— Recorded information —

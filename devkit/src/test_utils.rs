/*!
Test Harness pour le coeur Grid

Câble un FleetContext complet sur un MemoryStore et les mocks de flotte,
avec accès direct à chaque pièce pour les assertions.
*/

use crate::fleet_stub::{MockHypervisor, MockRuntimeConnector};
use grid_kernel::collector::InventoryCollector;
use grid_kernel::models::WorkloadRecord;
use grid_kernel::store::{CacheBuckets, MemoryStore, SharedStore};
use grid_kernel::sync::{FleetContext, SyncSettings};
use std::sync::Arc;
use std::time::Duration;

pub const FLEET: &str = "lab";
pub const PRIVATE_PREFIX: &str = "192.168";

/// Logs des tests via le writer de libtest (visibles avec --nocapture)
pub fn init_tracing() {
    let _ = tracing_subscriber::fmt()
        .with_env_filter(
            tracing_subscriber::EnvFilter::try_from_default_env()
                .unwrap_or_else(|_| tracing_subscriber::EnvFilter::new("grid_kernel=debug")),
        )
        .with_test_writer()
        .try_init();
}

/// Conteneur minimal : id dérivé du nom, image `{name}:latest`
pub fn workload(name: &str, created: i64) -> WorkloadRecord {
    WorkloadRecord {
        id: format!("{:0<64}", name.bytes().map(|b| format!("{b:02x}")).collect::<String>()),
        names: vec![format!("/{name}")],
        image: format!("{name}:latest"),
        ports: Vec::new(),
        created,
    }
}

pub struct TestHarness {
    pub store: Arc<MemoryStore>,
    pub hypervisor: Arc<MockHypervisor>,
    pub runtime: Arc<MockRuntimeConnector>,
    pub settings: SyncSettings,
}

impl TestHarness {
    pub fn new(hypervisor: MockHypervisor, runtime: MockRuntimeConnector) -> Self {
        init_tracing();
        Self {
            store: Arc::new(MemoryStore::new(Default::default())),
            hypervisor: Arc::new(hypervisor),
            runtime: Arc::new(runtime),
            settings: SyncSettings::default(),
        }
    }

    /// alpha (démarrée, 192.168.1.10, deux conteneurs) et beta (arrêtée)
    pub fn alpha_beta() -> Self {
        let hypervisor = MockHypervisor::new()
            .vm("pve", "alpha", true, 3 * 86_400, &["10.10.0.4", "192.168.1.10"])
            .vm("pve", "beta", false, 0, &[]);
        let runtime = MockRuntimeConnector::new()
            .with_workloads("192.168.1.10", vec![workload("web", 1_700_000_000), workload("db", 1_700_000_000)]);
        Self::new(hypervisor, runtime)
    }

    pub fn with_ttl(self, ttl: Duration) -> Self {
        Self { store: Arc::new(MemoryStore::with_ttl(ttl)), ..self }
    }

    pub fn with_settings(self, settings: SyncSettings) -> Self {
        Self { settings, ..self }
    }

    pub fn buckets(&self) -> CacheBuckets {
        CacheBuckets::for_fleet(FLEET)
    }

    /// Nouveau contexte partageant store et mocks du harness
    pub fn context(&self) -> FleetContext {
        self.context_on(self.store.clone())
    }

    /// Même flotte scriptée, autre backend de cache
    pub fn context_on(&self, store: SharedStore) -> FleetContext {
        let collector = InventoryCollector::new(self.hypervisor.clone(), self.runtime.clone());
        FleetContext::new(store, FLEET, PRIVATE_PREFIX, collector, self.settings.clone())
    }
}
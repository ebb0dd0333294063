/**
 * DNS PROVIDERS - Registre des backends DNS et dispatch par nom
 *
 * RÔLE :
 * Une seule API CRUD d'enregistrements DNS, quel que soit le fournisseur
 * (Cloudflare, Google Cloud DNS...). Le registre choisit le backend à
 * chaque requête.
 *
 * FONCTIONNEMENT :
 * - DnsProvider trait = interface commune (list/create/read/update/delete + check_ip_usage)
 * - ProviderRegistry = catalogue nom -> provider, avec au plus un provider par défaut
 * - dispatch : nom explicite → provider ; absent → défaut ; sinon InvalidProvider (400)
 * - check_ip_usage interroge TOUS les providers en parallèle :
 *   premier `true` = réponse immédiate, les requêtes restantes sont abandonnées ;
 *   aucun `true` mais une erreur = première erreur reçue ; sinon `false`
 *
 * CONFIG :
 * Un provider est enregistré si sa section existe dans grid.yaml.
 * Plusieurs `is_default: true` : le dernier enregistré gagne (warning dans les logs).
 */

use crate::config::GridConfig;
use crate::error::{GridError, GridResult};
use crate::models::{DnsEntry, DnsRecord};
use async_trait::async_trait;
use futures::stream::{FuturesUnordered, StreamExt};
use std::collections::HashMap;
use std::sync::Arc;
use std::time::Duration;
use tracing::{debug, info, warn};

pub mod cloudflare;
pub mod gcp;

pub use cloudflare::Cloudflare;
pub use gcp::CloudDns;

/// Timeout des appels HTTP vers les APIs DNS
pub const DNS_TIMEOUT: Duration = Duration::from_secs(10);

/// Interface commune que chaque fournisseur DNS implémente
#[async_trait]
pub trait DnsProvider: Send + Sync {
    /// Tous les enregistrements d'une zone
    async fn list_entries(&self, zone: &str) -> GridResult<Vec<DnsEntry>>;

    async fn create_record(&self, zone: &str, record: &DnsRecord) -> GridResult<()>;

    /// Lecture par identifiant natif du backend (opaque)
    async fn read_record(&self, zone: &str, id: &str) -> GridResult<DnsRecord>;

    async fn update_record(&self, zone: &str, id: &str, record: &DnsRecord) -> GridResult<()>;

    async fn delete_record(&self, zone: &str, id: &str) -> GridResult<()>;

    /// Vrai si un enregistrement A d'une des zones du compte pointe sur `ip`
    async fn check_ip_usage(&self, ip: &str) -> GridResult<bool>;
}

pub type SharedProvider = Arc<dyn DnsProvider>;

/// Catalogue des providers DNS disponibles, consulté à chaque requête
#[derive(Clone, Default)]
pub struct ProviderRegistry {
    providers: HashMap<String, SharedProvider>,
    default: Option<String>,
}

impl ProviderRegistry {
    pub fn new() -> Self {
        Self::default()
    }

    /// Enregistre un provider ; `is_default` remplace le défaut courant
    pub fn register(&mut self, name: &str, provider: SharedProvider, is_default: bool) {
        if self.providers.insert(name.to_string(), provider).is_some() {
            warn!("dns provider {name} registered twice, keeping the last one");
        }
        if is_default {
            if let Some(previous) = self.default.replace(name.to_string()) {
                if previous != name {
                    warn!("default dns provider {previous} replaced by {name}");
                }
            }
        }
        info!("dns provider {name} registered{}", if is_default { " (default)" } else { "" });
    }

    /// Construit le registre depuis les sections `gcp` / `cloudflare` de la config
    pub fn from_config(cfg: &GridConfig) -> GridResult<Self> {
        let mut registry = Self::new();
        if let Some(gcp) = cfg.gcp.as_ref().filter(|g| !g.project_id.is_empty()) {
            registry.register("gcp", Arc::new(CloudDns::new(gcp)?), gcp.is_default);
        }
        if let Some(cf) = cfg.cloudflare.as_ref().filter(|c| !c.api_token.is_empty()) {
            registry.register("cloudflare", Arc::new(Cloudflare::new(cf)?), cf.is_default);
        }
        if registry.providers.is_empty() {
            warn!("no dns provider configured, /dns routes will answer 400");
        }
        Ok(registry)
    }

    pub fn default_name(&self) -> Option<&str> {
        self.default.as_deref()
    }

    /// Noms enregistrés, triés
    pub fn names(&self) -> Vec<String> {
        let mut names: Vec<String> = self.providers.keys().cloned().collect();
        names.sort();
        names
    }

    /// Nom explicite → provider ; absent ou vide → provider par défaut
    pub fn dispatch(&self, name: Option<&str>) -> GridResult<SharedProvider> {
        let name = match name.map(str::trim).filter(|n| !n.is_empty()) {
            Some(n) => n,
            None => self
                .default
                .as_deref()
                .ok_or_else(|| GridError::InvalidProvider("no provider given and no default configured".into()))?,
        };
        debug!("dispatching to dns provider {name}");
        self.providers
            .get(name)
            .cloned()
            .ok_or_else(|| GridError::InvalidProvider(name.to_string()))
    }

    pub async fn list_entries(&self, provider: Option<&str>, zone: &str) -> GridResult<Vec<DnsEntry>> {
        self.dispatch(provider)?.list_entries(zone).await
    }

    pub async fn create_record(&self, provider: Option<&str>, zone: &str, record: &DnsRecord) -> GridResult<()> {
        self.dispatch(provider)?.create_record(zone, record).await
    }

    pub async fn read_record(&self, provider: Option<&str>, zone: &str, id: &str) -> GridResult<DnsRecord> {
        self.dispatch(provider)?.read_record(zone, id).await
    }

    pub async fn update_record(
        &self,
        provider: Option<&str>,
        zone: &str,
        id: &str,
        record: &DnsRecord,
    ) -> GridResult<()> {
        self.dispatch(provider)?.update_record(zone, id, record).await
    }

    pub async fn delete_record(&self, provider: Option<&str>, zone: &str, id: &str) -> GridResult<()> {
        self.dispatch(provider)?.delete_record(zone, id).await
    }

    /// Interroge tous les providers en parallèle, s'arrête au premier positif
    pub async fn check_ip_usage(&self, ip: &str) -> GridResult<bool> {
        let mut pending: FuturesUnordered<_> = self
            .providers
            .iter()
            .map(|(name, provider)| async move { (name, provider.check_ip_usage(ip).await) })
            .collect();

        let mut first_error = None;
        while let Some((name, result)) = pending.next().await {
            match result {
                Ok(true) => {
                    debug!("{ip} in use at {name}");
                    return Ok(true);
                }
                Ok(false) => {}
                Err(e) => {
                    warn!("ip usage check failed at {name}: {e}");
                    first_error.get_or_insert(e);
                }
            }
        }

        match first_error {
            Some(e) => Err(e),
            None => Ok(false),
        }
    }
}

— Task objective —
Look above for the line with "Self::new(hypervisor, runtime)" and the line with "pub fn context_on(&self, store: SharedStore)"; transcribe both and all lines in between, exactly, and nothing else.

— Response area —
        Self::new(hypervisor, runtime)
    }

    pub fn with_ttl(self, ttl: Duration) -> Self {
        Self { store: Arc::new(MemoryStore::with_ttl(ttl)), ..self }
    }

    pub fn with_settings(self, settings: SyncSettings) -> Self {
        Self { settings, ..self }
    }

    pub fn buckets(&self) -> CacheBuckets {
        CacheBuckets::for_fleet(FLEET)
    }

    /// Nouveau contexte partageant store et mocks du harness
    pub fn context(&self) -> FleetContext {
        self.context_on(self.store.clone())
    }

    /// Même flotte scriptée, autre backend de cache
    pub fn context_on(&self, store: SharedStore) -> FleetContext {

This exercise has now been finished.